:: Recorded data

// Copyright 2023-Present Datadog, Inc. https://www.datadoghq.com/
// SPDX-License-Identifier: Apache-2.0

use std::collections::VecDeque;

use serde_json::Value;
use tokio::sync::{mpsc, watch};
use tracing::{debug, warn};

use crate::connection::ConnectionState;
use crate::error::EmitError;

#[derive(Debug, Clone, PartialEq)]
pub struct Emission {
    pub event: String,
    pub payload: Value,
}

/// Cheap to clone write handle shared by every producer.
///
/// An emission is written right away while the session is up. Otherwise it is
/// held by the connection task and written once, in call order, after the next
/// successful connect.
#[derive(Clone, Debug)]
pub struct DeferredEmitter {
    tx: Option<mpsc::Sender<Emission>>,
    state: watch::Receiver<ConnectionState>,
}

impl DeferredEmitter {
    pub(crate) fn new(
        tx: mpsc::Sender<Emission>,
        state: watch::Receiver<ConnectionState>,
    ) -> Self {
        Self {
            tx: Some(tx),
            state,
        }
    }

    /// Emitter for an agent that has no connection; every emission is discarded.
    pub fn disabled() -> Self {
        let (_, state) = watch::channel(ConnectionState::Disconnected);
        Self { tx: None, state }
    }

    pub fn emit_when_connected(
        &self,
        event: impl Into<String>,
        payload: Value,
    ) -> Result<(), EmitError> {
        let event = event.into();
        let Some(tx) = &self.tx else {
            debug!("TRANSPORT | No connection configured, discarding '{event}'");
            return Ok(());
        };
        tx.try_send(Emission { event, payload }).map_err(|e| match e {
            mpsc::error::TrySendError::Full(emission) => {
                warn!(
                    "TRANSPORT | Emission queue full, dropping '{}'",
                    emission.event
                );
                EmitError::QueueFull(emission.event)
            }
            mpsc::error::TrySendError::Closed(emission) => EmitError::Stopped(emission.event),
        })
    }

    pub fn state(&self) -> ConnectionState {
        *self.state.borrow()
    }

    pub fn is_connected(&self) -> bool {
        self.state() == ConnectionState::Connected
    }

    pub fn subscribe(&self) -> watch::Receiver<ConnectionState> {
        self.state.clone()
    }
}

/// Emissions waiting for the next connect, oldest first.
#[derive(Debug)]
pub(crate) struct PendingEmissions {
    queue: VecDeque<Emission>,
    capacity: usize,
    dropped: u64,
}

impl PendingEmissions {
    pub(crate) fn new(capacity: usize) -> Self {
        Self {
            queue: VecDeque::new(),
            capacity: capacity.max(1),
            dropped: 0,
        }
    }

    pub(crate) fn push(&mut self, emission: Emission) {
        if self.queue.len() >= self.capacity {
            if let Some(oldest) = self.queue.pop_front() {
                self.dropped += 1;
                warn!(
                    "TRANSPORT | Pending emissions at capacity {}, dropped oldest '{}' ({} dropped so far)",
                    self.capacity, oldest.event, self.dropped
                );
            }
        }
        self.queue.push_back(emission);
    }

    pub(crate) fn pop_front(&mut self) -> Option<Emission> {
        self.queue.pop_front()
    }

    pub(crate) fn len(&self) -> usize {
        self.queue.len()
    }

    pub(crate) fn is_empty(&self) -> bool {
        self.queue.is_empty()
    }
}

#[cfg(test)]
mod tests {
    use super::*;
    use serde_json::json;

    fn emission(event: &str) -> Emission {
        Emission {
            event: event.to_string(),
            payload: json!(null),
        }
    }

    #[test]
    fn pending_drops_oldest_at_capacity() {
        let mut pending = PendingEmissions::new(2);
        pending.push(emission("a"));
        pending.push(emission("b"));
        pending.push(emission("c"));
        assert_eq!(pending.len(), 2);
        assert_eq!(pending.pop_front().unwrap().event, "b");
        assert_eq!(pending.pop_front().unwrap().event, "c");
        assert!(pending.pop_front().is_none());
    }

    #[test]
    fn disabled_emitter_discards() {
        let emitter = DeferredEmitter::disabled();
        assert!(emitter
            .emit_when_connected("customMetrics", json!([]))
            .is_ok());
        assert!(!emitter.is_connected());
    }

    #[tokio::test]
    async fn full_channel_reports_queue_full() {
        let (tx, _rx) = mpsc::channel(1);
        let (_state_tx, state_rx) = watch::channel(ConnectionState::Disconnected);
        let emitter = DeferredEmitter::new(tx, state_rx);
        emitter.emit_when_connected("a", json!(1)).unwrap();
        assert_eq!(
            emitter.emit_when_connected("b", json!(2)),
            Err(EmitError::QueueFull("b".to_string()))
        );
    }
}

::::

▶ _Task instructions_: Determine how many lines in the entries hold the string "every". Write only the number.

▶ _Task output_: 2